20140625

Gnimmm: No Holds Barred Even Cosplaying in Red Guards' Costume

No Holds Barred Even Cosplaying in Red Guards' Costume
Translated by Karen L., Edited by Chen-t'ang 鎮棠, Written by Gnimmm
Original: http://www.vjmedia.com.hk/articles/2014/06/21/76008 

During World War II, rising Nazi in Germany had been committing crimes against humanity – the holocaust. Their costume, symbol and slogans has become taboos in Europe since the war was over. 

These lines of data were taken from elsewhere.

//! Decoding of unit sprite sheets.

use std::fmt;
use std::io::Cursor;

use binrw::BinRead;
use tracing::{debug, trace};
use war2_dat::{Color, Palette, WarArchive};

use crate::{
    error::{Error, Result},
    layout,
    pixels::colorize,
    types::{FrameEntry, SheetHeader},
};

/// The sides whose units a sprite sheet draws
#[derive(Debug, Copy, Clone, PartialEq, Eq, Hash)]
pub enum Race {
    /// The human alliance
    Human,
    /// The orcish horde
    Orc,
    /// Critters and other sideless units, which have no sprite sheet
    Neutral,
}

impl fmt::Display for Race {
    fn fmt(&self, f: &mut fmt::Formatter<'_>) -> fmt::Result {
        let name = match self {
            Race::Human => "human",
            Race::Orc => "orc",
            Race::Neutral => "neutral",
        };
        write!(f, "{name}")
    }
}

/// The colors a player can claim
///
/// `Neutral` is the color of unclaimed map units and has no palette ramp.
#[derive(Debug, Copy, Clone, PartialEq, Eq, Hash)]
pub enum PlayerColor {
    Red,
    Blue,
    Green,
    Violet,
    Orange,
    Black,
    White,
    Yellow,
    Neutral,
}

impl fmt::Display for PlayerColor {
    fn fmt(&self, f: &mut fmt::Formatter<'_>) -> fmt::Result {
        let name = match self {
            PlayerColor::Red => "red",
            PlayerColor::Blue => "blue",
            PlayerColor::Green => "green",
            PlayerColor::Violet => "violet",
            PlayerColor::Orange => "orange",
            PlayerColor::Black => "black",
            PlayerColor::White => "white",
            PlayerColor::Yellow => "yellow",
            PlayerColor::Neutral => "neutral",
        };
        write!(f, "{name}")
    }
}

/// Context of one unit sheet decode call
///
/// Built before the first callback runs, passed by reference to every
/// callback invocation, and returned when the call finishes.
#[derive(Debug, Clone)]
pub struct UnitsDescriptor {
    /// The race the sheet belongs to
    pub race: Race,
    /// The player color the sprites are tinted with
    pub color: PlayerColor,
    /// The palette the sprites are colored with, after the ramp substitution
    pub palette: Palette,
    /// Number of sprite frames in the sheet
    pub units: usize,
}

/// Decode the unit sprites of a race tinted for a player, handing every
/// frame to `draw`.
///
/// The base palette has the four team color slots overwritten with the
/// player's ramp before any pixel is decoded, the archive itself is not
/// touched. `draw` is called once per frame, in frame table order, with the
/// colored pixels in row major order, the frame width and height in pixels,
/// the descriptor, and the image number counting up from 0. The pixel slice
/// is reused between frames, a callback that keeps pixels around must copy
/// them.
pub fn decode_units<F>(
    archive: &WarArchive,
    color: PlayerColor,
    race: Race,
    mut draw: F,
) -> Result<UnitsDescriptor>
where
    F: FnMut(&[Color], u32, u32, &UnitsDescriptor, usize),
{
    let sheet_entry = match layout::race_sheet_entry(race) {
        Some(entry) if entry < archive.len() => entry,
        _ => return Err(Error::UnsupportedRace(race)),
    };
    let Some(ramp) = layout::player_ramp(color) else {
        return Err(Error::UnsupportedPlayerColor(color));
    };

    let mut palette = archive.palette(layout::UNIT_PALETTE_ENTRY)?;
    palette.colors_mut()[layout::RAMP_START..layout::RAMP_START + layout::RAMP_LEN]
        .copy_from_slice(&ramp);

    let sheet = archive.entry(sheet_entry)?;
    if sheet.len() < SheetHeader::SIZE {
        return Err(Error::MalformedGraphic(format!(
            "sheet header needs {} bytes, entry has {}",
            SheetHeader::SIZE,
            sheet.len()
        )));
    }

    let mut cursor = Cursor::new(sheet.as_slice());
    let header = SheetHeader::read(&mut cursor)
        .map_err(|e| Error::MalformedGraphic(format!("sheet header: {e}")))?;

    let frames = usize::from(header.frames);
    let table_end = SheetHeader::SIZE + frames * FrameEntry::SIZE;
    if sheet.len() < table_end {
        return Err(Error::MalformedGraphic(format!(
            "frame table of {frames} frames needs {table_end} bytes, entry has {}",
            sheet.len()
        )));
    }

    let mut table = Vec::with_capacity(frames);
    for _ in 0..frames {
        let entry = FrameEntry::read(&mut cursor)
            .map_err(|e| Error::MalformedGraphic(format!("frame table: {e}")))?;
        table.push(entry);
    }

    let descriptor = UnitsDescriptor {
        race,
        color,
        palette,
        units: frames,
    };

    if archive.verbosity() >= 1 {
        debug!(
            race = %race,
            color = %color,
            frames = descriptor.units,
            "decoding unit sprites"
        );
    }

    let mut pixels = Vec::new();
    for (number, frame) in table.iter().enumerate() {
        if archive.verbosity() >= 2 {
            trace!(
                number,
                width = frame.width,
                height = frame.height,
                "frame"
            );
        }

        let start = u64::from(frame.offset);
        let end = start + u64::from(frame.width) * u64::from(frame.height);
        if end > sheet.len() as u64 {
            return Err(Error::MalformedGraphic(format!(
                "frame {number} spans {start}..{end}, entry has {} bytes",
                sheet.len()
            )));
        }
        let data = &sheet[start as usize..end as usize];

        colorize(&descriptor.palette, data, &mut pixels)?;
        draw(
            &pixels,
            u32::from(frame.width),
            u32::from(frame.height),
            &descriptor,
            number,
        );
    }

    Ok(descriptor)
}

Facing the sin, German has made sincere apologies to the public for what they had done, insisting not to dwell with mistakes anymore and confining themselves to their moral rules. You won’t find yourself hearing any German making Nazis jokes. You won’t find portrait of Adolf Hitler hanging on the Brandenburg Gate. Distinct difference can be observed between Germany and those countries escaping from the past.



文化大革命
                                                                A graduation photo of some mainland Chinese graduates

It is an innocent idea of us assuming every student from mainland China was brainwashed given that their Chairman Mao’s figure is there reminding every second of the history. Those intellectuals moving from mainland China to Hong Kong acquaint the CCP’s bloodstained history as well as its achievements – the unstoppable ability to outperform most of the countries economically in 60 years, even the Great Britain in old times. The monitored Internet network combined with the shielded flow of information in mainland China is not sophisticated enough to block everything within the defensive wall. It is by no means graduates would have not known that the beloved personage Mao Zedong in their country was a ruffian and that communist party is a dreadfully extreme cult.

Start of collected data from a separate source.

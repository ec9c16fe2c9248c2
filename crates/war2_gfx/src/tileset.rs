//! Decoding of era tilesets.

use std::fmt;

use tracing::{debug, trace};
use war2_dat::{Color, Palette, WarArchive};

use crate::{
    error::{Error, Result},
    layout,
    pixels::colorize,
};

/// The landscapes a tileset can draw
#[derive(Debug, Copy, Clone, PartialEq, Eq, Hash)]
pub enum Era {
    /// Summer forests
    Forest,
    /// Snowed over forests
    Winter,
    /// Scorched wasteland
    Wasteland,
    /// Swamps, only present in expansion archives
    Swamp,
}

impl fmt::Display for Era {
    fn fmt(&self, f: &mut fmt::Formatter<'_>) -> fmt::Result {
        let name = match self {
            Era::Forest => "forest",
            Era::Winter => "winter",
            Era::Wasteland => "wasteland",
            Era::Swamp => "swamp",
        };
        write!(f, "{name}")
    }
}

/// Context of one tileset decode call
///
/// Built before the first callback runs, passed by reference to every
/// callback invocation, and returned when the call finishes.
#[derive(Debug, Clone)]
pub struct TilesetDescriptor {
    /// The era the tileset draws
    pub era: Era,
    /// The palette the tiles are colored with
    pub palette: Palette,
    /// Number of tiles in the tileset
    pub tiles: usize,
}

/// Decode the tileset of an era, handing every tile to `draw`.
///
/// `draw` is called once per tile, in storage order, with the colored pixels
/// in row major order, the tile width and height in pixels, the descriptor,
/// and the image number counting up from 0. The pixel slice is reused
/// between tiles, a callback that keeps pixels around must copy them.
pub fn decode_tileset<F>(archive: &WarArchive, era: Era, mut draw: F) -> Result<TilesetDescriptor>
where
    F: FnMut(&[Color], u32, u32, &TilesetDescriptor, usize),
{
    let palette_entry = layout::era_palette_entry(era);
    if palette_entry + 1 >= archive.len() {
        return Err(Error::UnsupportedEra(era));
    }

    let palette = archive.palette(palette_entry)?;
    let graphics = archive.entry(palette_entry + 1)?;

    let descriptor = TilesetDescriptor {
        era,
        palette,
        tiles: graphics.len() / layout::TILE_BYTES,
    };

    if archive.verbosity() >= 1 {
        debug!(era = %era, tiles = descriptor.tiles, "decoding tileset");
    }

    let mut pixels = Vec::with_capacity(layout::TILE_BYTES);
    for (number, tile) in graphics.chunks_exact(layout::TILE_BYTES).enumerate() {
        if archive.verbosity() >= 2 {
            trace!(number, "tile");
        }

        colorize(&descriptor.palette, tile, &mut pixels)?;
        draw(
            &pixels,
            layout::TILE_SIDE as u32,
            layout::TILE_SIDE as u32,
            &descriptor,
            number,
        );
    }

    Ok(descriptor)
}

Some graduates in mainland China celebrated their graduation cosplaying themselves as Red Guards and class enemies in the struggle session. It’s an unlikely postulation towards their ignorance of Cultural Revolution and Tiananmen Square protests. Instead, a dégagé value would make more sense – let bygones be bygones. 

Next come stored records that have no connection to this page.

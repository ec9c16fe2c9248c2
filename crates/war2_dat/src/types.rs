//! Base types for structure of WAR file.

use binrw::{BinRead, BinWrite};

/// WAR file header
///
/// Defines the header of the WAR file, which starts with a magic number
/// identifying the format, followed by the number of entries and an id
/// describing which game release produced the file.
/// All data is stored in little endian format
#[derive(BinRead, BinWrite, Debug, Copy, Clone, PartialEq, Eq)]
#[brw(little)]
pub struct WarHeader {
    /// Magic number identifying a WAR archive
    pub magic: u32,

    /// The number of entries stored in the file
    pub entry_count: u16,

    /// Identifies the game release the archive belongs to
    pub format_id: u16,
}

impl WarHeader {
    /// Magic number of a WAR archive
    pub const MAGIC: u32 = 0x0000_0019;

    /// Size of the header on disk, in bytes
    pub const SIZE: usize = 8;
}

impl Default for WarHeader {
    fn default() -> Self {
        Self {
            magic: Self::MAGIC,
            entry_count: Default::default(),
            format_id: Default::default(),
        }
    }
}

/// WAR file directory entry
///
/// Locates the data of a single entry within the file
#[derive(BinRead, BinWrite, Debug, Default, Copy, Clone, PartialEq, Eq)]
#[brw(little)]
pub struct WarEntry {
    /// The offset to the data for this entry from the start of the file
    pub offset: u32,

    /// The size of the data for this entry, in bytes
    pub length: u32,
}

impl WarEntry {
    /// Size of a directory entry on disk, in bytes
    pub const SIZE: usize = 8;
}

#[cfg(test)]
mod test {
    use std::io::Cursor;

    use binrw::BinRead;
    use binrw::BinWrite;
    use pretty_assertions::assert_eq;

    use crate::error::Result;
    use crate::types::WarEntry;
    use crate::types::WarHeader;

    #[test]
    fn read_header() -> Result<()> {
        #[rustfmt::skip]
        let mut input = Cursor::new(vec![
            0x19, 0x00, 0x00, 0x00,
            0x02, 0x00,
            0x18, 0x00,
        ]);

        let expected = WarHeader {
            entry_count: 2,
            format_id: 24,
            ..Default::default()
        };

        assert_eq!(WarHeader::read(&mut input)?, expected);

        Ok(())
    }

    #[test]
    fn write_header() -> Result<()> {
        #[rustfmt::skip]
        let expected: Vec<u8> = vec![
            0x19, 0x00, 0x00, 0x00,
            0x02, 0x00,
            0x18, 0x00,
        ];

        let header = WarHeader {
            entry_count: 2,
            format_id: 24,
            ..Default::default()
        };

        let mut actual = Vec::new();
        header.write(&mut Cursor::new(&mut actual))?;

        assert_eq!(actual, expected);

        Ok(())
    }

    #[test]
    fn read_entry() -> Result<()> {
        #[rustfmt::skip]
        let mut input = Cursor::new(vec![
            0x18, 0x00, 0x00, 0x00,
            0x00, 0x04, 0x00, 0x00,
        ]);

        let expected = WarEntry {
            offset: 24,
            length: 1024,
        };

        assert_eq!(WarEntry::read(&mut input)?, expected);

        Ok(())
    }

    #[test]
    fn write_entry() -> Result<()> {
        #[rustfmt::skip]
        let expected: Vec<u8> = vec![
            0x18, 0x00, 0x00, 0x00,
            0x00, 0x04, 0x00, 0x00,
        ];

        let entry = WarEntry {
            offset: 24,
            length: 1024,
        };

        let mut actual = Vec::new();
        entry.write(&mut Cursor::new(&mut actual))?;

        assert_eq!(actual, expected);

        Ok(())
    }
}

Pursuing the China dream, it is to know which way the wind blows. Thought of “Why so serious with the Red Guards’ outfit?” emblematise an interpretation of this dream, even if it’s a profoundly barbaric reminder to victims of the massacre. Those graduates on the photos surely do not settle in the classification of rare occurrence disrespecting the ones who suffered, but worse, their ideology as accomplices is in accord with the entire China's spirit – denying explicitly the carnage they brought.

CCP agitates patriotism, stirring waves of attacks on Japanese-based companies. The Chinese, virtually, is a exact opposite existence of rootlessness. It is to be expected that one having no ties with one's country and one without wisdom would not accept the country's attainments along with its blames, not to mention facing the history.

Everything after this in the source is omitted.